Michael Montoure's Blog, page 20
May 11, 2011
Write or Die
This is another one of those ideas that tap-dances on that fine line between "brilliant" and "completely mental." Having trouble keeping yourself writing? There's an app for that:
The idea is to instill in the would-be writer with a fear of not writing. We do this by employing principles taught in Introduction to Psychology. Anyone remember Operant Conditioning and Negative Reinforcement? [...]

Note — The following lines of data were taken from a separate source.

//! Execution core: build contexts, the container sandbox, the direct process
//! fallback, test report normalization and the orchestrator tying them together.

pub mod build_context;
pub mod catalog;
pub mod error;
pub mod normalizer;
pub mod orchestrator;
pub mod process;
pub mod sandbox;
pub mod strategy;


pub use catalog::ModuleCatalog;
pub use error::ExecutionError;
pub use orchestrator::Executor;
pub use strategy::ExecutionStrategy;

/// Filename the submission is written to, both in containers and on disk.
pub const ENTRY_POINT: &str = "tmp-server.js";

Write or Die is a web application that encourages writing by punishing the tendency to avoid writing. Start typing in the box. As long as you keep typing, you're fine, but once you stop typing, you have a grace period of a certain number of seconds and then there are consequences [...]
Gentle Mode: A certain amount of time after you stop writing, a box will pop up, gently reminding you to continue writing.
Normal Mode: If you persistently avoid writing, you will be played a most unpleasant sound. The sound will stop if and only if you continue to write.
Kamikaze Mode: Keep Writing or Your Work Will Unwrite Itself
– Write or Die by Dr Wicked » About.
There's a web-based version, a desktop version, and I'm pretty sure there's an iPad version coming soon, too. When I first heard about this, I thought it was just kind of a joke, or an art-piece proof-of-concept, but no, I've read accounts from several people who say it's really helped their productivity, so there you are. If you need someone to crack the whip for you, you might give it a try.
May 10, 2011
Turning the Tide
One of the big sneering refrains I've heard for years from naysayers who have tried to talk me out of being a writer is this: "No one reads any more." I am ridiculously happy to tell you that finally seems to be changing:
For the first time in more than 25 years, American adults are reading more literature, according to a new study by the National Endowment for the Arts. Reading on the Rise documents a definitive increase in rates and numbers of American adults who read literature, with the biggest increases among young adults, ages 18-24. This new growth reverses two decades of downward trends cited previously in NEA reports such as Reading at Risk and To Read or Not To Read.
"At a time of immense cultural pessimism, the NEA is pleased to announce some important good news. Literary reading has risen in the U.S. for the first time in a quarter century," said NEA Chairman Dana Gioia. "This dramatic turnaround shows that the many programs now focused on reading, including our own Big Read, are working. Cultural decline is not inevitable."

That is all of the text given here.